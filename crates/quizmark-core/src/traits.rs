//! Core trait definitions for result storage.
//!
//! Implemented by the `quizmark-store` crate.

use async_trait::async_trait;
use serde::{Deserialize, Serialize};
use uuid::Uuid;

use crate::error::StoreError;
use crate::results::AttemptResult;

/// Acknowledgement of a stored result.
#[derive(Debug, Clone, PartialEq, Eq, Serialize, Deserialize)]
pub struct SavedResult {
    /// Identifier assigned by the store.
    pub id: String,
}

/// Trait for backends that persist attempt results.
#[async_trait]
pub trait ResultStore: Send + Sync {
    /// Human-readable store name (e.g. "file").
    fn name(&self) -> &str;

    /// Persist a result and return its id.
    ///
    /// Overwriting a result already stored as completed or expired fails
    /// with [`StoreError::Conflict`].
    async fn save(&self, result: &AttemptResult) -> Result<SavedResult, StoreError>;

    /// Fetch a single result.
    async fn get(&self, id: Uuid) -> Result<AttemptResult, StoreError>;

    /// All results recorded for a test, in no particular order.
    async fn list_for_test(&self, test_id: &str) -> Result<Vec<AttemptResult>, StoreError>;
}
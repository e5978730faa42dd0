//! Attempts with a time limit that submit themselves.

use std::sync::Arc;
use std::time::Duration;

use chrono::Utc;
use tokio::sync::Mutex;
use tokio::task::JoinHandle;

use quizmark_core::model::{Answer, Test};
use quizmark_core::scoring::ScoreResult;

use crate::{Attempt, AttemptError, AttemptRunner, SubmitReceipt};

/// An attempt shared between the user and a timer task.
///
/// Whichever of the two submits first wins; the other finds the attempt
/// already submitted, so the store sees a single save.
pub struct TimedAttempt {
    attempt: Arc<Mutex<Attempt>>,
    runner: Arc<AttemptRunner>,
    timer: Option<JoinHandle<()>>,
}

impl TimedAttempt {
    /// Start an attempt, arming a timer when the test has a time limit.
    ///
    /// Must be called inside a tokio runtime.
    pub fn start(runner: Arc<AttemptRunner>, test: Arc<Test>, user_id: &str) -> Self {
        let attempt = Attempt::start(test, user_id, Utc::now());
        let limit = attempt.test().time_limit_secs;
        let deadline = attempt.deadline();
        let attempt = Arc::new(Mutex::new(attempt));

        let timer = deadline.and(limit).map(|secs| {
            let attempt = Arc::clone(&attempt);
            let runner = Arc::clone(&runner);
            tokio::spawn(async move {
                tokio::time::sleep(Duration::from_secs(secs)).await;

                let mut attempt = attempt.lock().await;
                if attempt.stored_id().is_some() {
                    return;
                }
                let at = deadline.unwrap_or_else(Utc::now);
                match runner.submit(&mut attempt, at).await {
                    Ok(receipt) => tracing::info!(
                        attempt = %receipt.result.id,
                        "time limit reached, attempt submitted automatically"
                    ),
                    Err(e) => tracing::error!(
                        attempt = %attempt.id(),
                        "automatic submission failed: {e}"
                    ),
                }
            })
        });

        Self {
            attempt,
            runner,
            timer,
        }
    }

    pub async fn answer(&self, question_id: &str, answer: Answer) -> Result<ScoreResult, AttemptError> {
        let mut attempt = self.attempt.lock().await;
        self.runner.answer(&mut attempt, question_id, answer)
    }

    pub async fn clear(&self, question_id: &str) -> Result<ScoreResult, AttemptError> {
        self.attempt.lock().await.clear(question_id)
    }

    /// Submit now, cancelling the timer on success.
    pub async fn submit(&self) -> Result<SubmitReceipt, AttemptError> {
        let receipt = {
            let mut attempt = self.attempt.lock().await;
            self.runner.submit(&mut attempt, Utc::now()).await?
        };
        if let Some(timer) = &self.timer {
            timer.abort();
        }
        Ok(receipt)
    }

    /// A copy of the attempt as it stands.
    pub async fn snapshot(&self) -> Attempt {
        self.attempt.lock().await.clone()
    }

    /// Wait for the timer task to finish, whether it fired or was cancelled.
    pub async fn wait(&mut self) {
        if let Some(timer) = self.timer.take() {
            let _ = timer.await;
        }
    }
}
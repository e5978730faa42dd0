use criterion::{black_box, criterion_group, criterion_main, Criterion};

use quizmark_core::model::{Answer, Answers, ChoiceOption, Question, QuestionKind};
use quizmark_core::scoring::{score, ScoringMode};

fn options(n: usize) -> Vec<ChoiceOption> {
    (0..n)
        .map(|i| ChoiceOption {
            id: format!("o{i}"),
            text: format!("Option {i}"),
        })
        .collect()
}

/// A mix of single, multiple and text questions with every other one answered.
fn make_test(n: usize) -> (Vec<Question>, Answers) {
    let mut questions = Vec::with_capacity(n);
    let mut answers = Answers::new();
    for i in 0..n {
        let id = format!("q{i}");
        let kind = match i % 3 {
            0 => QuestionKind::Single {
                options: options(4),
                correct_option_id: Some("o1".into()),
            },
            1 => QuestionKind::Multiple {
                options: options(5),
                correct_option_ids: ["o0", "o3"].iter().map(|s| s.to_string()).collect(),
            },
            _ => QuestionKind::Text,
        };
        if i % 2 == 0 {
            let answer = match &kind {
                QuestionKind::Single { .. } => Answer::Choice("o1".into()),
                QuestionKind::Multiple { .. } => Answer::choices(["o0", "o3"]),
                _ => Answer::Text("free text".into()),
            };
            answers.insert(id.clone(), answer);
        }
        questions.push(Question {
            id,
            text: format!("Question {i}"),
            points: Some((i % 4) as i64),
            kind,
        });
    }
    (questions, answers)
}

fn bench_score(c: &mut Criterion) {
    let mut group = c.benchmark_group("score");

    for n in [10, 100, 1000] {
        let (questions, answers) = make_test(n);

        group.bench_function(format!("weighted_{n}_questions"), |b| {
            b.iter(|| {
                score(
                    black_box(&questions),
                    black_box(&answers),
                    ScoringMode::Weighted,
                )
            })
        });

        group.bench_function(format!("uniform_{n}_questions"), |b| {
            b.iter(|| {
                score(
                    black_box(&questions),
                    black_box(&answers),
                    ScoringMode::Uniform,
                )
            })
        });
    }

    group.finish();
}

criterion_group!(benches, bench_score);
criterion_main!(benches);
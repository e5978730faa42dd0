//! quizmark CLI: author, score, submit and report on tests.

use std::path::PathBuf;
use std::process;

use clap::{Parser, Subcommand};

mod commands;

#[derive(Parser)]
#[command(name = "quizmark", version, about = "Quiz and survey scoring engine")]
struct Cli {
    #[command(subcommand)]
    command: Commands,
}

#[derive(Subcommand)]
enum Commands {
    /// Create starter config and example test
    Init,

    /// Check test definitions for authoring errors
    Validate {
        /// Path to a test .toml file or directory
        #[arg(long)]
        test: PathBuf,
    },

    /// Score an answer sheet without saving it
    Score {
        /// Test definition (.toml)
        #[arg(long)]
        test: PathBuf,

        /// Answer sheet (.json or .toml)
        #[arg(long)]
        answers: PathBuf,

        /// Scoring mode: weighted, uniform, both
        #[arg(long, default_value = "both")]
        mode: String,

        /// Output format: text, json
        #[arg(long, default_value = "text")]
        format: String,
    },

    /// Score an answer sheet and save the completed result
    Submit {
        /// Test definition (.toml)
        #[arg(long)]
        test: PathBuf,

        /// Answer sheet (.json or .toml)
        #[arg(long)]
        answers: PathBuf,

        /// Store name from the config (default: default_store)
        #[arg(long)]
        store: Option<String>,

        /// Config file path
        #[arg(long)]
        config: Option<PathBuf>,
    },

    /// Grade a directory of answer sheets and save every result
    Grade {
        /// Test definition (.toml)
        #[arg(long)]
        test: PathBuf,

        /// Directory of answer sheets
        #[arg(long)]
        answers_dir: PathBuf,

        /// Max concurrent saves (default: from config)
        #[arg(long)]
        parallelism: Option<usize>,

        /// Store name from the config (default: default_store)
        #[arg(long)]
        store: Option<String>,

        /// Config file path
        #[arg(long)]
        config: Option<PathBuf>,
    },

    /// Build an aggregate report over stored results (admin only)
    Report {
        /// Test definition (.toml)
        #[arg(long)]
        test: PathBuf,

        /// Directory of stored results
        #[arg(long)]
        results: PathBuf,

        /// Student roster (.toml or .json) for per-group statistics
        #[arg(long)]
        roster: Option<PathBuf>,

        /// Output format: text, json, markdown
        #[arg(long, default_value = "text")]
        format: String,

        /// Also save the report as JSON to this path
        #[arg(long)]
        output: Option<PathBuf>,

        /// Config file path
        #[arg(long)]
        config: Option<PathBuf>,
    },

    /// Compare two saved reports for per-question drift
    Compare {
        /// Baseline report JSON
        #[arg(long)]
        baseline: PathBuf,

        /// Current report JSON
        #[arg(long)]
        current: PathBuf,

        /// Correct-rate change that counts as drift
        #[arg(long, default_value = "0.05")]
        threshold: f64,

        /// Exit code 1 if any question declined
        #[arg(long)]
        fail_on_decline: bool,

        /// Output format: text, json, markdown
        #[arg(long, default_value = "text")]
        format: String,
    },
}

#[tokio::main]
async fn main() {
    tracing_subscriber::fmt()
        .with_writer(std::io::stderr)
        .with_env_filter(
            tracing_subscriber::EnvFilter::from_default_env()
                .add_directive("quizmark=info".parse().unwrap()),
        )
        .init();

    let cli = Cli::parse();

    let result = match cli.command {
        Commands::Init => commands::init::execute(),
        Commands::Validate { test } => commands::validate::execute(test),
        Commands::Score {
            test,
            answers,
            mode,
            format,
        } => commands::score::execute(test, answers, mode, format),
        Commands::Submit {
            test,
            answers,
            store,
            config,
        } => commands::submit::execute(test, answers, store, config).await,
        Commands::Grade {
            test,
            answers_dir,
            parallelism,
            store,
            config,
        } => commands::grade::execute(test, answers_dir, parallelism, store, config).await,
        Commands::Report {
            test,
            results,
            roster,
            format,
            output,
            config,
        } => commands::report::execute(test, results, roster, format, output, config).await,
        Commands::Compare {
            baseline,
            current,
            threshold,
            fail_on_decline,
            format,
        } => commands::compare::execute(baseline, current, threshold, fail_on_decline, format),
    };

    if let Err(e) = result {
        eprintln!("Error: {e:#}");
        process::exit(1);
    }
}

::::::

YOUR ASSIGNMENT
Would you copy every line of the entries that includes the word "other"?

TASK SOLUTION
/// Whichever of the two submits first wins; the other finds the attempt
/// A mix of single, multiple and text questions with every other one answered.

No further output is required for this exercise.